AWS re:Invent 2025 - Everything you've wanted to know about performance on EC2 instances (CMP405)

AWS re:Invent 2025 - Everything you've wanted to know about performance on EC2 instances

Understanding the EC2 Instance Portfolio

• EC2 instances are categorized into different families based on their compute, memory, and networking capabilities
• The instance naming convention provides details on the generation, processor type, and size of the instance
• Within each processor brand (Intel, AMD, Graviton), the performance is consistent across the same generation of instances
• However, performance can vary significantly between different processor architectures (e.g. Intel vs AMD vs Graviton)

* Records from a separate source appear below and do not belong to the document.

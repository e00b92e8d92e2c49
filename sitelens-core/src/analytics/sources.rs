//! Traffic-source attribution
//!
//! Each event is attributed to `utm_source`, else `referrer`, else `"direct"`.
//! A visitor counts once per source they arrived through. Bounce is a
//! per-visitor flag: exactly one event anywhere in the window.
//!
//! Cost, conversion and revenue figures are estimates computed from the
//! [`SourceEstimates`] table. They are configuration, not measurements.

use super::{percentage, round1, round2};
use crate::types::{Event, TrafficSource, DIRECT_SOURCE};
use serde::Deserialize;
use std::collections::{BTreeMap, HashMap, HashSet};

/// Assumed value of one conversion when nothing is configured.
pub const DEFAULT_AVERAGE_ORDER_VALUE: f64 = 50.0;

/// Estimated acquisition cost and conversion rate for one source.
#[derive(Debug, Clone, Copy, PartialEq, Deserialize)]
pub struct SourceEstimate {
    /// Cost per acquired visitor
    pub cost_per_acquisition: f64,
    /// Fraction of visitors assumed to convert (0.0 - 1.0)
    pub conversion_rate: f64,
}

impl SourceEstimate {
    pub const fn new(cost_per_acquisition: f64, conversion_rate: f64) -> Self {
        Self {
            cost_per_acquisition,
            conversion_rate,
        }
    }
}

/// Built-in estimates, keyed by a lowercase source fragment.
const BUILTIN_ESTIMATES: &[(&str, SourceEstimate)] = &[
    ("bing", SourceEstimate::new(2.0, 0.028)),
    ("direct", SourceEstimate::new(0.0, 0.04)),
    ("email", SourceEstimate::new(0.5, 0.05)),
    ("facebook", SourceEstimate::new(3.0, 0.02)),
    ("google", SourceEstimate::new(2.5, 0.03)),
    ("instagram", SourceEstimate::new(3.5, 0.018)),
    ("linkedin", SourceEstimate::new(5.0, 0.025)),
    ("newsletter", SourceEstimate::new(0.5, 0.05)),
    ("reddit", SourceEstimate::new(1.5, 0.015)),
    ("tiktok", SourceEstimate::new(2.8, 0.012)),
    ("twitter", SourceEstimate::new(2.0, 0.015)),
    ("youtube", SourceEstimate::new(3.0, 0.02)),
];

/// Lookup table of per-source estimates.
#[derive(Debug, Clone, PartialEq)]
pub struct SourceEstimates {
    pub average_order_value: f64,
    /// Used for sources that match nothing in `sources`
    pub fallback: SourceEstimate,
    /// Keyed by lowercase source fragment
    pub sources: BTreeMap<String, SourceEstimate>,
}

impl Default for SourceEstimates {
    fn default() -> Self {
        Self {
            average_order_value: DEFAULT_AVERAGE_ORDER_VALUE,
            fallback: SourceEstimate::new(1.0, 0.02),
            sources: BUILTIN_ESTIMATES
                .iter()
                .map(|(name, estimate)| (name.to_string(), *estimate))
                .collect(),
        }
    }
}

impl SourceEstimates {
    /// Add or replace the estimate for a source fragment.
    pub fn set(&mut self, source: &str, estimate: SourceEstimate) {
        self.sources.insert(source.to_ascii_lowercase(), estimate);
    }

    /// Find the estimate for a source key.
    ///
    /// Exact (case-insensitive) matches win; otherwise the first fragment in
    /// key order contained in the source (`"https://www.google.com/"` →
    /// `google`); otherwise the fallback. `direct` only ever matches exactly.
    pub fn lookup(&self, source: &str) -> SourceEstimate {
        let normalized = source.to_ascii_lowercase();
        if let Some(estimate) = self.sources.get(&normalized) {
            return *estimate;
        }
        self.sources
            .iter()
            .filter(|(fragment, _)| fragment.as_str() != DIRECT_SOURCE)
            .find(|(fragment, _)| normalized.contains(fragment.as_str()))
            .map(|(_, estimate)| *estimate)
            .unwrap_or(self.fallback)
    }
}

/// Attribute visitors to sources, sorted by visitor count descending.
pub fn sources(events: &[Event], estimates: &SourceEstimates) -> Vec<TrafficSource> {
    let mut events_per_visitor: HashMap<&str, usize> = HashMap::new();
    let mut visitors_per_source: HashMap<&str, HashSet<&str>> = HashMap::new();

    for event in events {
        *events_per_visitor
            .entry(event.visitor_id.as_str())
            .or_default() += 1;
        visitors_per_source
            .entry(event.source_key())
            .or_default()
            .insert(event.visitor_id.as_str());
    }

    let mut result: Vec<TrafficSource> = visitors_per_source
        .into_iter()
        .map(|(source, visitors)| {
            let bounced = visitors
                .iter()
                .filter(|v| events_per_visitor.get(**v) == Some(&1))
                .count() as u64;
            let count = visitors.len() as u64;
            let estimate = estimates.lookup(source);
            let conversions = count as f64 * estimate.conversion_rate;

            TrafficSource {
                source: source.to_string(),
                visitors: count,
                bounced_visitors: bounced,
                bounce_rate: percentage(bounced, count),
                estimated_conversions: round1(conversions),
                estimated_cost: round2(count as f64 * estimate.cost_per_acquisition),
                estimated_revenue: round2(conversions * estimates.average_order_value),
            }
        })
        .collect();

    result.sort_by(|a, b| {
        b.visitors
            .cmp(&a.visitors)
            .then_with(|| a.source.cmp(&b.source))
    });
    result
}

Processor Generations and Performance Improvements

• Newer processor generations offer significant performance improvements over previous generations
• Key improvements include:
  • Larger caches (L1, L2, L3)
  • Improved branch prediction
  • Increased memory bandwidth
  • Higher core counts
• The price per vCPU has increased over time, but the price per unit of performance has decreased

Virtualization and Bare Metal Instances

• The move from the Xen hypervisor to the Nitro virtualization system has reduced virtualization overhead and "noisy neighbor" effects
• Bare metal instances provide full control over the underlying hardware, but are only offered as full instances (no partial instances)
• For most workloads, the performance difference between virtualized and bare metal instances is negligible, except for highly latency-sensitive applications

NUMA Topology and Memory Access

• AMD-based instances expose a non-uniform memory access (NUMA) topology, with groups of 8 cores (CCX) sharing a slice of L3 cache and memory
• Accessing memory across different CCXs can result in higher latency and reduced performance
• This can be especially problematic when scaling from single-socket to dual-socket instances, as the memory latency increases
• Kubernetes can help mitigate NUMA-related issues by scheduling pods on the same NUMA node

Hyperthreading and Single-Threaded Performance

• Intel instances traditionally used hyperthreading to provide two logical threads per physical core
• Graviton and newer AMD instances use a single-threaded design, with one vCPU per physical core
• The performance impact of hyperthreading varies depending on the workload:
  • Parallelized workloads can benefit from hyperthreading
  • Single-threaded performance may be higher on single-threaded cores

Key Takeaways

• Understand the EC2 instance naming convention to select the right instance type for your workload
• Newer processor generations offer significant performance improvements, but the price per vCPU has also increased
• Virtualization overhead has been reduced, but bare metal instances may still be beneficial for highly latency-sensitive applications
• NUMA topology can have a significant impact on performance, especially when scaling to larger instances
• Hyperthreading can provide benefits for parallelized workloads, but single-threaded performance may be higher on single-threaded cores

Real-World Examples and Impact

• A customer migrating their database from a 24XL to a 48XL instance saw a doubling of P50 latency, despite the increased resources, due to the NUMA topology
• Customers running SSL/TLS load balancers on older Graviton2 instances experienced significant performance degradation due to a single 64-bit integer multiplier, which was later addressed in Graviton3
• Kubernetes users need to be aware of NUMA topology and consider scheduling pods on the same NUMA node to avoid performance issues

By understanding the underlying hardware and architectural differences between EC2 instance types, developers and operators can make more informed decisions to optimize the performance and cost-effectiveness of their applications running on AWS.